_What is expected_
Go through the entries, filter for the word "repository", and copy every line that has it.
______
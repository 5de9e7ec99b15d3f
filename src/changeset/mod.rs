pub mod checksum;
pub mod definition;
pub mod ran;

pub use checksum::{CheckSum, ChecksumFn};
pub use definition::{ChangeSet, ChangeSetIdentity};
pub use ran::{RanChangeSet, RunStatus};
use super::{AcceptanceFilter, FilterResult};
use crate::changeset::ChangeSet;

/// The set of context names active for one migration invocation.
///
/// Names are matched case-insensitively; an empty set means "no contexts
/// requested", which accepts every changeset.
#[derive(Debug, Clone, Default)]
pub struct ExecutionContext {
    contexts: Vec<String>,
}

impl ExecutionContext {
    pub fn new<I, S>(contexts: I) -> Self
    where
        I: IntoIterator<Item = S>,
        S: Into<String>,
    {
        Self {
            contexts: contexts
                .into_iter()
                .map(|c| c.into().trim().to_lowercase())
                .filter(|c| !c.is_empty())
                .collect(),
        }
    }

    /// An empty context set.
    pub fn none() -> Self {
        Self::default()
    }

    pub fn is_empty(&self) -> bool {
        self.contexts.is_empty()
    }

    pub fn matches(&self, declared: &str) -> bool {
        let declared = declared.trim().to_lowercase();
        self.contexts.iter().any(|c| *c == declared)
    }
}

/// Accepts changesets whose declared contexts overlap the runtime contexts.
pub struct ContextFilter {
    context: ExecutionContext,
}

impl ContextFilter {
    pub fn new(context: ExecutionContext) -> Self {
        Self { context }
    }
}

impl AcceptanceFilter for ContextFilter {
    fn accepts(&self, change_set: &ChangeSet) -> FilterResult {
        if change_set.contexts().is_empty() {
            return FilterResult::accepted("changeset declares no contexts");
        }
        if self.context.is_empty() {
            return FilterResult::accepted("no runtime contexts set");
        }
        if change_set
            .contexts()
            .iter()
            .any(|declared| self.context.matches(declared))
        {
            FilterResult::accepted("declared context matches a runtime context")
        } else {
            FilterResult::rejected(format!(
                "no declared context of {} matches the runtime contexts",
                change_set
            ))
        }
    }
}
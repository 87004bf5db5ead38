use crate::data::{Assignment, Resource, SchoolConfig, Teacher};
use crate::index::DomainIndex;
use crate::occupancy::Slot;
use crate::requirements::Requirement;
use crate::timetable::{self, ScheduleState};
use log::{trace, warn};
use std::collections::HashMap;

/// Where a requirement ended up.
#[derive(Debug, Clone, Copy, PartialEq, Eq)]
pub enum Placement {
    Assigned(Slot),
    /// No feasible tuple anywhere; an unassigned marker holds the slot.
    Unassigned(Slot),
    /// Not even a free class slot was left for the marker.
    Dropped,
}

impl Placement {
    pub fn is_assigned(&self) -> bool {
        matches!(self, Placement::Assigned(_))
    }
}

/// First-fit construction over an initially empty timetable.
///
/// Commitments are never revisited; placement quality depends on the order
/// requirements are fed in.
pub struct GreedyAssigner<'a> {
    config: &'a SchoolConfig,
    index: &'a DomainIndex<'a>,
    state: ScheduleState,
    loads: HashMap<&'a str, u32>,
}

impl<'a> GreedyAssigner<'a> {
    pub fn new(config: &'a SchoolConfig, index: &'a DomainIndex<'a>) -> Self {
        Self {
            config,
            index,
            state: ScheduleState::new(config),
            loads: HashMap::new(),
        }
    }

    pub fn state(&self) -> &ScheduleState {
        &self.state
    }

    pub fn into_state(self) -> ScheduleState {
        self.state
    }

    /// Periods committed to `teacher_id` so far.
    pub fn load(&self, teacher_id: &str) -> u32 {
        self.loads.get(teacher_id).copied().unwrap_or(0)
    }

    /// Places one requirement, or records it as unassigned.
    pub fn assign(&mut self, requirement: &Requirement<'a>) -> Placement {
        if let Some((slot, teacher, resource)) = self.find_placement(requirement) {
            let lesson = Assignment::new(
                requirement.subject_id,
                &teacher.id,
                resource.map(|r| r.id.as_str()),
            );
            self.state.place(requirement.class_id, slot, &lesson);
            *self.loads.entry(teacher.id.as_str()).or_insert(0) += slot.span as u32;
            trace!(
                "Placed {}/{} with {} at day {} period {}.",
                requirement.class_id, requirement.subject_id, teacher.id, slot.day, slot.start
            );
            return Placement::Assigned(slot);
        }

        let free_slot = self.state.grid(requirement.class_id).and_then(|grid| {
            self.candidate_slots(requirement.span())
                .find(|slot| timetable::is_free(grid, *slot))
        });
        match free_slot {
            Some(slot) => {
                self.state
                    .mark_unassigned(requirement.class_id, slot, requirement.subject_id);
                trace!(
                    "No feasible placement for {}/{}; marked day {} period {} unassigned.",
                    requirement.class_id, requirement.subject_id, slot.day, slot.start
                );
                Placement::Unassigned(slot)
            }
            None => {
                warn!(
                    "Class {} has no free slot left for {}; requirement dropped.",
                    requirement.class_id, requirement.subject_id
                );
                Placement::Dropped
            }
        }
    }

    /// Day-major, then start period, every slot of `span` periods in the week.
    fn candidate_slots(&self, span: usize) -> impl Iterator<Item = Slot> {
        let periods_per_day = self.config.periods_per_day;
        (0..self.config.working_days).flat_map(move |day| {
            (0..(periods_per_day + 1).saturating_sub(span))
                .map(move |start| Slot::new(day, start, span))
        })
    }

    fn find_placement(
        &self,
        requirement: &Requirement<'a>,
    ) -> Option<(Slot, &'a Teacher, Option<&'a Resource>)> {
        let grid = self.state.grid(requirement.class_id)?;
        self.candidate_slots(requirement.span())
            .filter(|slot| timetable::is_free(grid, *slot))
            .find_map(|slot| {
                let teacher = self
                    .index
                    .teachers()
                    .find(|teacher| self.teacher_fits(teacher, requirement, slot))?;
                let resource = match requirement.resource_type {
                    Some(kind) => Some(self.find_resource(kind, slot)?),
                    None => None,
                };
                Some((slot, teacher, resource))
            })
    }

    fn teacher_fits(&self, teacher: &Teacher, requirement: &Requirement<'_>, slot: Slot) -> bool {
        teacher.subjects.contains(requirement.subject_id)
            && slot.periods().all(|p| teacher.availability[slot.day][p])
            && self.state.teacher_schedule.is_free(&teacher.id, slot)
            && self.load(&teacher.id) + slot.span as u32 <= teacher.max_load
    }

    fn find_resource(&self, kind: &str, slot: Slot) -> Option<&'a Resource> {
        self.index.resources_of(kind).iter().copied().find(|resource| {
            slot.periods().all(|p| resource.availability[slot.day][p])
                && self.state.resource_schedule.is_free(&resource.id, slot)
        })
    }
}

#[cfg(test)]
mod tests {
    use super::*;
    use crate::data::{SchoolClass, Subject, TimetableEntry};
    use crate::requirements;
    use std::collections::{BTreeMap, BTreeSet};

    fn subject(id: &str, lab: bool, double_period: bool) -> Subject {
        Subject {
            id: id.into(),
            name: id.into(),
            weekly_periods: 0,
            lab,
            double_period,
            resource_type: None,
        }
    }

    fn teacher(id: &str, subjects: &[&str], max_load: u32, days: usize, periods: usize) -> Teacher {
        Teacher {
            id: id.into(),
            name: id.into(),
            subjects: subjects.iter().map(|s| s.to_string()).collect::<BTreeSet<_>>(),
            max_load,
            availability: vec![vec![true; periods]; days],
        }
    }

    fn class(id: &str, subjects: &[(&str, u32)]) -> SchoolClass {
        SchoolClass {
            id: id.into(),
            name: id.into(),
            subjects: subjects
                .iter()
                .map(|(s, n)| (s.to_string(), *n))
                .collect::<BTreeMap<_, _>>(),
        }
    }

    fn run(config: &SchoolConfig) -> (Vec<Placement>, ScheduleState) {
        let index = DomainIndex::build(config);
        let mut assigner = GreedyAssigner::new(config, &index);
        let placements = requirements::flatten(config, &index)
            .iter()
            .map(|r| assigner.assign(r))
            .collect();
        (placements, assigner.into_state())
    }

    #[test]
    fn fills_the_first_free_slots_in_order() {
        let config = SchoolConfig {
            working_days: 2,
            periods_per_day: 3,
            subjects: vec![subject("math", false, false)],
            teachers: vec![teacher("t1", &["math"], 10, 2, 3)],
            classes: vec![class("7a", &[("math", 2)])],
            resources: vec![],
        };
        let (placements, _) = run(&config);
        assert_eq!(
            placements,
            [
                Placement::Assigned(Slot::new(0, 0, 1)),
                Placement::Assigned(Slot::new(0, 1, 1)),
            ]
        );
    }

    #[test]
    fn skips_unavailable_periods_and_prefers_lower_teacher_ids() {
        let mut busy = teacher("a-teacher", &["math"], 10, 1, 3);
        busy.availability[0][0] = false;
        let config = SchoolConfig {
            working_days: 1,
            periods_per_day: 3,
            subjects: vec![subject("math", false, false)],
            teachers: vec![teacher("z-teacher", &["math"], 10, 1, 3), busy],
            classes: vec![class("7a", &[("math", 2)])],
            resources: vec![],
        };
        let (_, state) = run(&config);
        let grid = state.grid("7a").unwrap();
        let teacher_at = |p: usize| {
            grid[0][p]
                .as_ref()
                .and_then(TimetableEntry::assignment)
                .map(|a| a.teacher_id.clone())
        };
        assert_eq!(teacher_at(0).as_deref(), Some("z-teacher"));
        assert_eq!(teacher_at(1).as_deref(), Some("a-teacher"));
    }

    #[test]
    fn doubles_need_two_adjacent_free_periods() {
        let mut t = teacher("t1", &["chem"], 10, 1, 3);
        t.availability[0][1] = false;
        let config = SchoolConfig {
            working_days: 1,
            periods_per_day: 3,
            subjects: vec![subject("chem", false, true)],
            teachers: vec![t],
            classes: vec![class("7a", &[("chem", 1)])],
            resources: vec![],
        };
        let (placements, state) = run(&config);
        assert_eq!(placements, [Placement::Unassigned(Slot::new(0, 0, 2))]);
        let grid = state.grid("7a").unwrap();
        assert!(grid[0][0].as_ref().is_some_and(TimetableEntry::is_unassigned));
        assert!(grid[0][1].as_ref().is_some_and(TimetableEntry::is_unassigned));
        assert!(grid[0][2].is_none());
    }

    #[test]
    fn lab_subjects_take_the_first_free_lab() {
        let lab = |id: &str| Resource {
            id: id.into(),
            kind: "lab".into(),
            availability: vec![vec![true; 1]; 1],
        };
        let config = SchoolConfig {
            working_days: 1,
            periods_per_day: 1,
            subjects: vec![subject("bio", true, false)],
            teachers: vec![teacher("t1", &["bio"], 10, 1, 1), teacher("t2", &["bio"], 10, 1, 1)],
            classes: vec![class("7a", &[("bio", 1)]), class("8b", &[("bio", 1)])],
            resources: vec![lab("lab-1"), lab("lab-2")],
        };
        let (placements, state) = run(&config);
        assert!(placements.iter().all(Placement::is_assigned));
        assert!(state.resource_schedule.is_busy("lab-1", 0, 0));
        assert!(state.resource_schedule.is_busy("lab-2", 0, 0));
    }

    #[test]
    fn max_load_caps_teacher_assignments() {
        let config = SchoolConfig {
            working_days: 1,
            periods_per_day: 4,
            subjects: vec![subject("math", false, false)],
            teachers: vec![teacher("t1", &["math"], 3, 1, 4)],
            classes: vec![class("7a", &[("math", 4)])],
            resources: vec![],
        };
        let index = DomainIndex::build(&config);
        let mut assigner = GreedyAssigner::new(&config, &index);
        let placements: Vec<Placement> = requirements::flatten(&config, &index)
            .iter()
            .map(|r| assigner.assign(r))
            .collect();
        assert_eq!(placements.iter().filter(|p| p.is_assigned()).count(), 3);
        assert_eq!(placements[3], Placement::Unassigned(Slot::new(0, 3, 1)));
        assert_eq!(assigner.load("t1"), 3);
    }

    #[test]
    fn requirements_are_dropped_when_the_class_grid_is_full() {
        let config = SchoolConfig {
            working_days: 1,
            periods_per_day: 1,
            subjects: vec![subject("math", false, false)],
            teachers: vec![teacher("t1", &["math"], 10, 1, 1)],
            classes: vec![class("7a", &[("math", 2)])],
            resources: vec![],
        };
        let (placements, _) = run(&config);
        assert_eq!(placements, [Placement::Assigned(Slot::new(0, 0, 1)), Placement::Dropped]);
    }
}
______
_Answer below_
repository 5de9e7ec99b15d3f
repository 87004bf5db5ead38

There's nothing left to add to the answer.